And we can all name the various members of the Batman Family at the drop of a cowl, right? Nightwing. Robin. Batgirl(s). Oracle. Jim Gordon. From years gone by, Batman Family members have included Ace the Bathound and Bat-Mite. Heck, throw in Spoiler and Azrael, RIP, if you want. And since no family is complete without Michael Caine, don't forget Alfred. But like any family, there's some black sheep: there's members of the Batman family we don't hear about much, who never get invited to Christmas dinner. Meet, as they say, The Batman Family. From the cover of Batman Family #3:
Oh yes! Batwoman. Both a classic and now a new Batman family member, the new one with a "kicky new difference" that, I dunno, all the kids will enjoy or something. But Kiteman? What, is he Batman's second cousin on Martha Wayne's side or something? Do you think he periodically bangs on the door of Stately Wayne Manor and Alfred lets him sleep on the couch for a few days? Kiteman's not even a Wayne...he's actually a Brown. Charlie Brown, to be precise. Good ol' Charlie Brown. How Bruce hates him!
Okay, I'll allow Batman of the Future to be a member of the Batman Family, because, as they say, you can choose your friends, but you can't choose your space-helmeted future descendants. But let's do some family-spotting on the cover sidebar of Batman Family #2:
Alfred? Of course. The most valuable member of the Batman Family. Vicky Vale? More a supporting guest-star than a family member, unless you happen to be a Baldwin brother, I guess. And I don't think I want to see any members of my family skipping about like this:
Cluemaster? That's a member of the Riddler Family, not an honorary Wayne.

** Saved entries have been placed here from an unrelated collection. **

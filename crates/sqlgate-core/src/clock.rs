//! Wall-clock sources
//!
//! Filters sample time on query arrival. Production code uses
//! [`SystemClock`]; tests drive a [`ManualClock`].

use chrono::{DateTime, Duration, Utc};
use parking_lot::Mutex;

pub trait Clock: Send + Sync {
    fn now(&self) -> DateTime<Utc>;
}

#[derive(Debug, Clone, Copy, Default)]
pub struct SystemClock;

impl Clock for SystemClock {
    fn now(&self) -> DateTime<Utc> {
        Utc::now()
    }
}

/// A clock that only moves when told to
#[derive(Debug)]
pub struct ManualClock {
    now: Mutex<DateTime<Utc>>,
}

impl ManualClock {
    pub fn new(start: DateTime<Utc>) -> Self {
        Self {
            now: Mutex::new(start),
        }
    }

    /// Starts at the Unix epoch
    pub fn at_epoch() -> Self {
        Self::new(DateTime::<Utc>::UNIX_EPOCH)
    }

    pub fn advance(&self, by: Duration) {
        let mut now = self.now.lock();
        *now += by;
    }

    pub fn advance_millis(&self, millis: i64) {
        self.advance(Duration::milliseconds(millis));
    }

    pub fn set(&self, to: DateTime<Utc>) {
        *self.now.lock() = to;
    }
}

impl Clock for ManualClock {
    fn now(&self) -> DateTime<Utc> {
        *self.now.lock()
    }
}
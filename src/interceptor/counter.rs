//! Query counting filter, the smallest complete pipeline stage.

use std::sync::atomic::{AtomicU64, Ordering};
use std::sync::Arc;

use sqlgate_core::{ConnectionContext, FilterResult, Query};

use super::params::ParameterReader;
use super::pipeline::{Downstream, Filter, FilterEnv, FilterSession};
use super::types::{FilterDefinition, FilterModule};

pub struct QueryCounterFilter {
    name: String,
    sessions: AtomicU64,
    statements: AtomicU64,
}

impl QueryCounterFilter {
    pub fn create(definition: &FilterDefinition, _env: &FilterEnv) -> FilterResult<Self> {
        ParameterReader::new(&definition.name, &definition.parameters).finish();
        Ok(Self {
            name: definition.name.clone(),
            sessions: AtomicU64::new(0),
            statements: AtomicU64::new(0),
        })
    }

    pub fn sessions(&self) -> u64 {
        self.sessions.load(Ordering::Relaxed)
    }

    /// SQL statements seen across all sessions
    pub fn statements(&self) -> u64 {
        self.statements.load(Ordering::Relaxed)
    }
}

impl Filter for QueryCounterFilter {
    fn name(&self) -> &str {
        &self.name
    }

    fn module(&self) -> FilterModule {
        FilterModule::QueryCounter
    }

    fn new_session(self: Arc<Self>, _ctx: &ConnectionContext) -> FilterResult<Box<dyn FilterSession>> {
        self.sessions.fetch_add(1, Ordering::Relaxed);
        Ok(Box::new(QueryCounterSession {
            filter: self,
            count: 0,
        }))
    }

    fn diagnostics(&self) -> String {
        format!("\t\tNo. of sessions created: {}\n", self.sessions())
    }
}

pub struct QueryCounterSession {
    filter: Arc<QueryCounterFilter>,
    count: u64,
}

impl QueryCounterSession {
    pub fn count(&self) -> u64 {
        self.count
    }
}

impl FilterSession for QueryCounterSession {
    fn filter_name(&self) -> &str {
        &self.filter.name
    }

    fn route_query(&mut self, query: Query, down: &mut dyn Downstream) -> FilterResult<()> {
        if query.is_sql() {
            self.count += 1;
            self.filter.statements.fetch_add(1, Ordering::Relaxed);
        }
        down.route_query(query)
    }

    fn diagnostics(&self) -> String {
        format!("\t\tNo. of queries routed by filter: {}\n", self.count)
    }
}
// sqlgate - query interception pipeline for a database proxy
// Core library

pub mod admin;
pub mod classifier;
pub mod interceptor;
pub mod metrics;
pub mod observability;
pub mod service;

pub use sqlgate_core::{
    Classification, Clock, ConnectionContext, FilterError, FilterResult, ManualClock,
    OperationKind, PacketKind, Query, QueryClassifier, Reply, RoutingHint, SessionId, SystemClock,
};

pub use admin::{AdminConsole, SessionRegistry};
pub use classifier::{KeywordClassifier, NullClassifier, SqlParserClassifier};
pub use interceptor::{
    create_instance, Downstream, Filter, FilterChain, FilterDefinition, FilterEnv, FilterModule,
    FilterSession, Upstream,
};
pub use service::{Service, ServiceConfig, SessionErrorPolicy};
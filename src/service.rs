// SPDX-License-Identifier: Apache-2.0

//! Service
//!
//! A proxied service and its configured filters. Instances are created once
//! when the service starts; each client connection gets its own
//! [`FilterChain`] built from them.

use std::collections::HashSet;
use std::fs;
use std::path::Path;
use std::sync::Arc;

use serde::{Deserialize, Serialize};
use tracing::{error, info, instrument, warn};

use sqlgate_core::{Clock, ConnectionContext, FilterError, FilterResult, QueryClassifier};

use crate::interceptor::{
    create_instance, Filter, FilterChain, FilterDefinition, FilterEnv, FilterSession,
};
use crate::metrics;

/// What to do when a filter cannot start a session for a connection
#[derive(Debug, Clone, Copy, PartialEq, Eq, Default, Serialize, Deserialize)]
#[serde(rename_all = "lowercase")]
pub enum SessionErrorPolicy {
    /// Refuse the connection
    #[default]
    Reject,
    /// Leave the failing filter out of this connection's chain
    Skip,
}

#[derive(Debug, Clone, Serialize, Deserialize)]
pub struct ServiceConfig {
    pub name: String,
    #[serde(default)]
    pub on_session_error: SessionErrorPolicy,
    #[serde(default)]
    pub filters: Vec<FilterDefinition>,
}

impl ServiceConfig {
    pub fn from_json(content: &str) -> FilterResult<Self> {
        serde_json::from_str(content)
            .map_err(|e| FilterError::config("service", format!("Failed to parse config: {}", e)))
    }

    pub fn load(path: impl AsRef<Path>) -> FilterResult<Self> {
        let path = path.as_ref();
        let content = fs::read_to_string(path).map_err(|e| FilterError::io(path, &e))?;
        let config = Self::from_json(&content)?;
        info!("Loaded service '{}' from {:?}", config.name, path);
        Ok(config)
    }
}

pub struct Service {
    name: String,
    policy: SessionErrorPolicy,
    filters: Vec<Arc<dyn Filter>>,
}

impl Service {
    /// Creates every filter instance, failing on the first bad definition
    pub fn new(
        config: ServiceConfig,
        classifier: Arc<dyn QueryClassifier>,
        clock: Arc<dyn Clock>,
    ) -> FilterResult<Self> {
        let env = FilterEnv::new(classifier, clock);

        let mut seen = HashSet::new();
        let mut filters = Vec::with_capacity(config.filters.len());
        for definition in &config.filters {
            if !seen.insert(definition.name.as_str()) {
                let err = FilterError::config(
                    &definition.name,
                    format!("duplicate filter name in service '{}'", config.name),
                );
                error!("{}", err);
                return Err(err);
            }
            let filter = create_instance(definition, &env).map_err(|e| {
                error!(
                    "Service '{}': filter '{}' could not be created: {}",
                    config.name, definition.name, e
                );
                e
            })?;
            filters.push(filter);
        }

        info!(
            "Service '{}' started with {} filter(s)",
            config.name,
            filters.len()
        );
        Ok(Self {
            name: config.name,
            policy: config.on_session_error,
            filters,
        })
    }

    pub fn load(
        path: impl AsRef<Path>,
        classifier: Arc<dyn QueryClassifier>,
        clock: Arc<dyn Clock>,
    ) -> FilterResult<Self> {
        Self::new(ServiceConfig::load(path)?, classifier, clock)
    }

    pub fn name(&self) -> &str {
        &self.name
    }

    pub fn policy(&self) -> SessionErrorPolicy {
        self.policy
    }

    pub fn filters(&self) -> &[Arc<dyn Filter>] {
        &self.filters
    }

    pub fn filter(&self, name: &str) -> Option<&Arc<dyn Filter>> {
        self.filters.iter().find(|f| f.name() == name)
    }

    /// Builds the filter chain for a new connection
    #[instrument(skip(self, ctx), fields(service = %self.name, session = %ctx.session_id))]
    pub fn new_chain(&self, ctx: &ConnectionContext) -> FilterResult<FilterChain> {
        let mut stages = Vec::with_capacity(self.filters.len());
        for filter in &self.filters {
            match Arc::clone(filter).new_session(ctx) {
                Ok(session) => stages.push(session),
                Err(e) => {
                    metrics::record_session_failure();
                    match self.policy {
                        SessionErrorPolicy::Reject => {
                            error!("Filter '{}' rejected the session: {}", filter.name(), e);
                            close_started(&mut stages);
                            return Err(FilterError::session_setup(filter.name(), e.to_string()));
                        }
                        SessionErrorPolicy::Skip => {
                            warn!("Filter '{}' skipped for this session: {}", filter.name(), e);
                        }
                    }
                }
            }
        }
        Ok(FilterChain::new(ctx.session_id, stages))
    }

    pub fn diagnostics(&self) -> String {
        let mut out = format!("Service: {}\n", self.name);
        for filter in &self.filters {
            out.push_str(&format!(
                "Filter: {}\n\tModule: {}\n\tDescription: {}\n",
                filter.name(),
                filter.module(),
                filter.module().description()
            ));
            out.push_str(&filter.diagnostics());
        }
        out
    }
}

/// Closes the sessions of a chain that will not be built
fn close_started(stages: &mut [Box<dyn FilterSession>]) {
    for stage in stages.iter_mut() {
        if let Err(e) = stage.close() {
            warn!(
                "Closing filter '{}' of a rejected session failed: {}",
                stage.filter_name(),
                e
            );
        }
    }
}

#[cfg(test)]
mod tests {
    use super::*;
    use crate::classifier::KeywordClassifier;
    use sqlgate_core::SystemClock;

    fn start(json: &str) -> FilterResult<Service> {
        Service::new(
            ServiceConfig::from_json(json)?,
            Arc::new(KeywordClassifier),
            Arc::new(SystemClock),
        )
    }

    #[test]
    fn test_policy_defaults_to_reject() {
        let config = ServiceConfig::from_json(r#"{"name": "rw"}"#).unwrap();
        assert_eq!(config.on_session_error, SessionErrorPolicy::Reject);
        assert!(config.filters.is_empty());
    }

    #[test]
    fn test_bad_definition_fails_start() {
        let err = start(
            r#"{"name": "rw", "filters": [
                {"name": "hints", "module": "ccrfilter", "parameters": {"match": "("}}
            ]}"#,
        )
        .err()
        .unwrap();
        assert!(err.is_config_error());
    }

    #[test]
    fn test_duplicate_names_rejected() {
        let err = start(
            r#"{"name": "rw", "filters": [
                {"name": "c", "module": "testfilter"},
                {"name": "c", "module": "testfilter"}
            ]}"#,
        )
        .err()
        .unwrap();
        assert!(matches!(err, FilterError::Config { .. }));
    }

    #[test]
    fn test_unknown_module_is_parse_error() {
        assert!(ServiceConfig::from_json(r#"{"name": "rw", "filters": [{"name": "x", "module": "nope"}]}"#).is_err());
    }

    #[test]
    fn test_session_error_policy() {
        let dir = tempfile::tempdir().unwrap();
        let filebase = dir.path().join("absent").join("qla");
        let json = |policy: &str| {
            serde_json::json!({
                "name": "rw",
                "on_session_error": policy,
                "filters": [
                    {"name": "count", "module": "testfilter"},
                    {"name": "log", "module": "qlafilter",
                     "parameters": {"filebase": filebase.to_string_lossy()}}
                ]
            })
            .to_string()
        };

        let service = start(&json("reject")).unwrap();
        let err = service.new_chain(&ConnectionContext::default()).err().unwrap();
        assert!(matches!(err, FilterError::SessionSetup { ref filter, .. } if filter == "log"));

        let service = start(&json("skip")).unwrap();
        let chain = service.new_chain(&ConnectionContext::default()).unwrap();
        assert_eq!(chain.stage_names(), vec!["count"]);
    }

    #[test]
    fn test_rejected_session_closes_started_filters() {
        let dir = tempfile::tempdir().unwrap();
        let json = serde_json::json!({
            "name": "rw",
            "filters": [
                {"name": "top", "module": "topfilter",
                 "parameters": {"filebase": dir.path().join("top").to_string_lossy()}},
                {"name": "log", "module": "qlafilter",
                 "parameters": {"filebase": dir.path().join("absent").join("qla").to_string_lossy()}}
            ]
        })
        .to_string();

        let service = start(&json).unwrap();
        assert!(service.new_chain(&ConnectionContext::default()).is_err());
        let report = fs::read_to_string(dir.path().join("top.0")).unwrap();
        assert!(report.starts_with("Top 10 longest running queries in session."));
    }

    #[derive(Clone, Default)]
    struct CapturedLog(Arc<parking_lot::Mutex<Vec<u8>>>);

    impl std::io::Write for CapturedLog {
        fn write(&mut self, buf: &[u8]) -> std::io::Result<usize> {
            self.0.lock().extend_from_slice(buf);
            Ok(buf.len())
        }

        fn flush(&mut self) -> std::io::Result<()> {
            Ok(())
        }
    }

    struct FailingClose {
        closed: Arc<std::sync::atomic::AtomicBool>,
    }

    impl FilterSession for FailingClose {
        fn filter_name(&self) -> &str {
            "flaky"
        }

        fn route_query(
            &mut self,
            query: sqlgate_core::Query,
            down: &mut dyn crate::interceptor::Downstream,
        ) -> FilterResult<()> {
            down.route_query(query)
        }

        fn close(&mut self) -> FilterResult<()> {
            self.closed.store(true, std::sync::atomic::Ordering::SeqCst);
            Err(FilterError::config("flaky", "disk gone"))
        }

        fn diagnostics(&self) -> String {
            String::new()
        }
    }

    #[test]
    fn test_close_errors_of_rejected_session_are_logged() {
        let log = CapturedLog::default();
        let writer = log.clone();
        let subscriber = tracing_subscriber::fmt()
            .with_writer(move || writer.clone())
            .with_ansi(false)
            .finish();

        let first = Arc::new(std::sync::atomic::AtomicBool::new(false));
        let second = Arc::new(std::sync::atomic::AtomicBool::new(false));
        let mut stages: Vec<Box<dyn FilterSession>> = vec![
            Box::new(FailingClose { closed: first.clone() }),
            Box::new(FailingClose { closed: second.clone() }),
        ];
        tracing::subscriber::with_default(subscriber, || close_started(&mut stages));

        assert!(first.load(std::sync::atomic::Ordering::SeqCst));
        assert!(second.load(std::sync::atomic::Ordering::SeqCst));
        let output = String::from_utf8(log.0.lock().clone()).unwrap();
        assert_eq!(output.matches("Closing filter 'flaky' of a rejected session failed").count(), 2);
        assert!(output.contains("WARN"));
        assert!(output.contains("disk gone"));
    }

    #[test]
    fn test_diagnostics_lists_filters() {
        let service = start(
            r#"{"name": "rw", "filters": [
                {"name": "hints", "module": "routing_hint", "parameters": {"count": "2"}}
            ]}"#,
        )
        .unwrap();
        let text = service.diagnostics();
        assert!(text.contains("Filter: hints"));
        assert!(text.contains("Module: ccrfilter"));
        assert!(text.contains("Count: 2"));
        assert!(service.filter("hints").is_some());
    }
}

And the Mystery Man? You can't depend on a mystery man family member: he never tells you when he's showing up for the family reunion picnic, and whenever it's time to chip in for Aunt Harriet's birthday gift, Mystery Man is nowhere to be found.
And from the cover of Batman Family #4:
Elongated Man can be in The Batman Family, no problem. He and Bruce probably enjoy swapping detective tips over Thanksgiving dinner, and let's face it, poor Ralph could use a family member's shoulder to cry on right about now. But The Phantom General? The guy's a freakin' Nazi, Bruce! There aren't enough Wayne Foundation donations to the B'nai Brith that'll erase you introducing this guy as your family at your next party. But, what the hey, let's let Fatman be in the family. Bruce's family is no exception to this rule: everybody's family has a fat man. Mine is Uncle Louie. Granted, Uncle Louie pulls dimes out of my ear and slips me bubblegum behind Aunt Brenda's back, and Batman's wears a big-and-tall cowl. But I say it here and now: the modern twenty-first century Batman needs a Fatman, and I'd clap my hooves together with glee if someone told me he's going to return in a future issue of 52. After all, someone has to eat all those untouched sandwiches Alfred brings down to the Batcave.

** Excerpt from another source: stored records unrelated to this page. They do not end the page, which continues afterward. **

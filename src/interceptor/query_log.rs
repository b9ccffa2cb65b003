//! Query Log Filter
//!
//! Appends one line per matched statement to a per-session file named
//! `<filebase>.<session ordinal>`:
//!
//! ```text
//! 2024-05-01 12:00:00,bob@10.0.0.1,SELECT * FROM t WHERE a = 1
//! ```

use std::fs::{File, OpenOptions};
use std::io::{BufWriter, Write};
use std::path::{Path, PathBuf};
use std::sync::atomic::{AtomicU64, Ordering};
use std::sync::Arc;

use chrono::{DateTime, Local, Utc};
use tracing::{debug, error};

use sqlgate_core::{Clock, ConnectionContext, FilterError, FilterResult, Query};

use super::matcher::PatternMatcher;
use super::params::{ClientFilter, ParameterReader, PatternOptions};
use super::pipeline::{Downstream, Filter, FilterEnv, FilterSession};
use super::types::{FilterDefinition, FilterModule, QueryLogStats};

#[derive(Debug, Clone)]
pub struct QueryLogConfig {
    pub filebase: String,
    pub matcher: PatternMatcher,
    pub clients: ClientFilter,
}

impl QueryLogConfig {
    pub fn from_definition(definition: &FilterDefinition) -> FilterResult<Self> {
        let mut params = ParameterReader::new(&definition.name, &definition.parameters);
        let options = PatternOptions::parse(&definition.name, &definition.options);

        let filebase = params.required("filebase")?;
        let matcher = PatternMatcher::from_params(&mut params, &["exclude"], options)?;
        let clients = ClientFilter::from_params(&mut params);
        params.finish();

        Ok(Self {
            filebase,
            matcher,
            clients,
        })
    }
}

#[derive(Default)]
struct Counters {
    sessions: AtomicU64,
    active_sessions: AtomicU64,
    lines_written: AtomicU64,
    write_failures: AtomicU64,
}

pub struct QueryLogFilter {
    name: String,
    config: QueryLogConfig,
    clock: Arc<dyn Clock>,
    counters: Counters,
}

impl QueryLogFilter {
    pub fn create(definition: &FilterDefinition, env: &FilterEnv) -> FilterResult<Self> {
        Ok(Self {
            name: definition.name.clone(),
            config: QueryLogConfig::from_definition(definition)?,
            clock: Arc::clone(&env.clock),
            counters: Counters::default(),
        })
    }

    pub fn config(&self) -> &QueryLogConfig {
        &self.config
    }

    pub fn stats(&self) -> QueryLogStats {
        QueryLogStats {
            sessions: self.counters.sessions.load(Ordering::Relaxed),
            active_sessions: self.counters.active_sessions.load(Ordering::Relaxed),
            lines_written: self.counters.lines_written.load(Ordering::Relaxed),
            write_failures: self.counters.write_failures.load(Ordering::Relaxed),
        }
    }

    fn describe_limits(&self, out: &mut String) {
        if let Some(ref source) = self.config.clients.source {
            out.push_str(&format!(
                "\t\tLimit logging to connections from  {}\n",
                source
            ));
        }
        if let Some(ref user) = self.config.clients.user {
            out.push_str(&format!("\t\tLimit logging to user      {}\n", user));
        }
        if let Some(pattern) = self.config.matcher.include_pattern() {
            out.push_str(&format!("\t\tInclude queries that match     {}\n", pattern));
        }
        if let Some(pattern) = self.config.matcher.exclude_pattern() {
            out.push_str(&format!("\t\tExclude queries that match     {}\n", pattern));
        }
    }
}

impl Filter for QueryLogFilter {
    fn name(&self) -> &str {
        &self.name
    }

    fn module(&self) -> FilterModule {
        FilterModule::QueryLog
    }

    fn new_session(self: Arc<Self>, ctx: &ConnectionContext) -> FilterResult<Box<dyn FilterSession>> {
        let ordinal = self.counters.sessions.fetch_add(1, Ordering::Relaxed);
        let path = PathBuf::from(format!("{}.{}", self.config.filebase, ordinal));
        let active = self.config.clients.admits(ctx);

        let writer = if active {
            let file = open_log(&path).map_err(|e| {
                error!("{}: Opening output file '{}' failed: {}", self.name, path.display(), e);
                FilterError::io(&path, &e)
            })?;
            self.counters.active_sessions.fetch_add(1, Ordering::Relaxed);
            Some(BufWriter::new(file))
        } else {
            debug!("{}: session {} is inactive", self.name, ctx.session_id);
            None
        };

        Ok(Box::new(QueryLogSession {
            filter: self,
            identity: ctx.identity(),
            path,
            writer,
        }))
    }

    fn diagnostics(&self) -> String {
        let mut out = String::new();
        self.describe_limits(&mut out);
        out
    }
}

fn open_log(path: &Path) -> std::io::Result<File> {
    OpenOptions::new().create(true).append(true).open(path)
}

pub struct QueryLogSession {
    filter: Arc<QueryLogFilter>,
    identity: String,
    path: PathBuf,
    /// Present only while the session is active
    writer: Option<BufWriter<File>>,
}

impl QueryLogSession {
    pub fn is_active(&self) -> bool {
        self.writer.is_some()
    }

    pub fn path(&self) -> &Path {
        &self.path
    }

    fn append(&mut self, at: DateTime<Utc>, sql: &str) -> std::io::Result<()> {
        let Some(writer) = self.writer.as_mut() else {
            return Ok(());
        };
        writeln!(
            writer,
            "{},{},{}",
            at.with_timezone(&Local).format("%Y-%m-%d %H:%M:%S"),
            self.identity,
            normalize(sql)
        )?;
        writer.flush()
    }
}

impl FilterSession for QueryLogSession {
    fn filter_name(&self) -> &str {
        &self.filter.name
    }

    fn route_query(&mut self, mut query: Query, down: &mut dyn Downstream) -> FilterResult<()> {
        if self.is_active() {
            if let Some(sql) = query.sql() {
                if self.filter.config.matcher.passes(&sql) {
                    let now = self.filter.clock.now();
                    match self.append(now, &sql) {
                        Ok(()) => {
                            self.filter.counters.lines_written.fetch_add(1, Ordering::Relaxed);
                        }
                        Err(e) => {
                            self.filter
                                .counters
                                .write_failures
                                .fetch_add(1, Ordering::Relaxed);
                            error!(
                                "{}: Writing to '{}' failed: {}",
                                self.filter.name,
                                self.path.display(),
                                e
                            );
                        }
                    }
                }
            }
        }
        down.route_query(query)
    }

    fn close(&mut self) -> FilterResult<()> {
        if let Some(mut writer) = self.writer.take() {
            writer
                .flush()
                .map_err(|e| FilterError::io(&self.path, &e))?;
        }
        Ok(())
    }

    fn diagnostics(&self) -> String {
        let mut out = String::new();
        if self.is_active() {
            out.push_str(&format!(
                "\t\tLogging to file            {}.\n",
                self.path.display()
            ));
        }
        self.filter.describe_limits(&mut out);
        out
    }
}

/// Trims and collapses whitespace runs to a single space
pub fn normalize(sql: &str) -> String {
    sql.split_whitespace().collect::<Vec<_>>().join(" ")
}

Want to learn more about the Batman Family? Don't even bother going to your local libraryinstead, H. from the ever-fun blog The Comic Treadmill has an excellent and entertaining summary of some early Batman Family issues here and here.
8 comments:
Who knew Batman had such an involved family?
Now is it just me, or is there something about that original Batwoman outfit that just doesn’t seem right. It just looks….so hideous…

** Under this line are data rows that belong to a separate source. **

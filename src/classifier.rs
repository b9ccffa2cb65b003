// SPDX-License-Identifier: Apache-2.0

//! Concrete query classifiers
//!
//! The pipeline only depends on the [`QueryClassifier`] capability; these are
//! the implementations a deployment can choose from.

use sqlparser::ast::Statement;
use sqlparser::dialect::GenericDialect;
use sqlparser::parser::Parser;
use tracing::trace;

use sqlgate_core::{Classification, OperationKind, Query, QueryClassifier};

/// Full parse with the generic SQL dialect
///
/// A multi-statement buffer reports the union of every statement's kind.
/// Anything the parser rejects is undefined and not a real query.
#[derive(Debug, Clone, Copy, Default)]
pub struct SqlParserClassifier;

impl QueryClassifier for SqlParserClassifier {
    fn name(&self) -> &'static str {
        "sqlparser"
    }

    fn classify(&self, query: &mut Query) -> Classification {
        let Some(sql) = query.sql() else {
            return Classification::undefined();
        };
        let statements = match Parser::parse_sql(&GenericDialect {}, sql.trim()) {
            Ok(statements) if !statements.is_empty() => statements,
            Ok(_) => return Classification::undefined(),
            Err(e) => {
                trace!("Unparseable statement: {}", e);
                return Classification::undefined();
            }
        };

        let mut operation = OperationKind::UNDEFINED;
        for statement in &statements {
            operation |= statement_kind(statement);
        }
        Classification {
            operation,
            is_real_query: true,
        }
    }
}

fn statement_kind(statement: &Statement) -> OperationKind {
    match statement {
        Statement::Query { .. }
        | Statement::Explain { .. }
        | Statement::ExplainTable { .. }
        | Statement::ShowTables { .. }
        | Statement::ShowColumns { .. }
        | Statement::ShowVariable { .. } => OperationKind::SELECT,
        Statement::Insert { .. } => OperationKind::INSERT,
        Statement::Update { .. } => OperationKind::UPDATE,
        Statement::Delete { .. } => OperationKind::DELETE,
        Statement::Truncate { .. } => OperationKind::TRUNCATE,
        Statement::AlterTable { .. } => OperationKind::ALTER,
        Statement::CreateTable { .. }
        | Statement::CreateView { .. }
        | Statement::CreateIndex { .. } => OperationKind::CREATE,
        Statement::Drop { .. } => OperationKind::DROP,
        Statement::Use { .. } => OperationKind::CHANGE_DB,
        Statement::Grant { .. } => OperationKind::GRANT,
        Statement::Revoke { .. } => OperationKind::REVOKE,
        Statement::Execute { .. } => OperationKind::EXECUTE,
        Statement::Call { .. } => OperationKind::CALL,
        other => keyword_kind(&other.to_string()),
    }
}

/// First-keyword heuristic, no parsing
#[derive(Debug, Clone, Copy, Default)]
pub struct KeywordClassifier;

impl QueryClassifier for KeywordClassifier {
    fn name(&self) -> &'static str {
        "keyword"
    }

    fn classify(&self, query: &mut Query) -> Classification {
        let Some(sql) = query.sql() else {
            return Classification::undefined();
        };
        let operation = keyword_kind(&sql);
        Classification {
            operation,
            is_real_query: !operation.is_undefined(),
        }
    }
}

fn keyword_kind(sql: &str) -> OperationKind {
    let first_word = sql
        .trim_start_matches(|c: char| c.is_whitespace() || c == '(')
        .split(|c: char| c.is_whitespace() || c == ';' || c == '(')
        .next()
        .unwrap_or("")
        .to_uppercase();

    match first_word.as_str() {
        "SELECT" | "SHOW" | "DESCRIBE" | "DESC" | "EXPLAIN" => OperationKind::SELECT,
        "INSERT" | "REPLACE" => OperationKind::INSERT,
        "UPDATE" => OperationKind::UPDATE,
        "DELETE" => OperationKind::DELETE,
        "TRUNCATE" => OperationKind::TRUNCATE,
        "ALTER" => OperationKind::ALTER,
        "CREATE" => OperationKind::CREATE,
        "DROP" => OperationKind::DROP,
        "USE" => OperationKind::CHANGE_DB,
        "LOAD" => OperationKind::LOAD,
        "GRANT" => OperationKind::GRANT,
        "REVOKE" => OperationKind::REVOKE,
        "EXEC" | "EXECUTE" => OperationKind::EXECUTE,
        "SET" => OperationKind::SET,
        "CALL" => OperationKind::CALL,
        _ => OperationKind::UNDEFINED,
    }
}

/// Classifier for deployments without one; every query is undefined
#[derive(Debug, Clone, Copy, Default)]
pub struct NullClassifier;

impl QueryClassifier for NullClassifier {
    fn name(&self) -> &'static str {
        "null"
    }

    fn classify(&self, _query: &mut Query) -> Classification {
        Classification::undefined()
    }
}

Not only that, Roland, it was yellow and red!
Those were more innocent times.
Haha, Charlie brown…I’m still laugh at this thing!
I can’t exactly put my finger on why I hate that costume so much, all I can say is it drives me freaking crazy!
I would love to reads these stories, so here’s hoping they put together an essentials volume like they did for Jimmy Olsen.
I love how Kite Man's helmet makes him look like he has a round head.
Kite Man?!?!?! He is not remotely Bat related! Yet, he makes his way into the “family”.
"After all, someone has to eat all those untouched sandwiches Alfred brings down to the Batcave."
Heh. Good point.
Didn't the Superman Family have its own comic too?
You're right of course, Anon, and I knew it--I just ignored it in favor of a cheap joke.
It picked up the numbering from Jimmy Olsen, and was well within that titles goofy but delightful ratio right through its cancellation in 1982.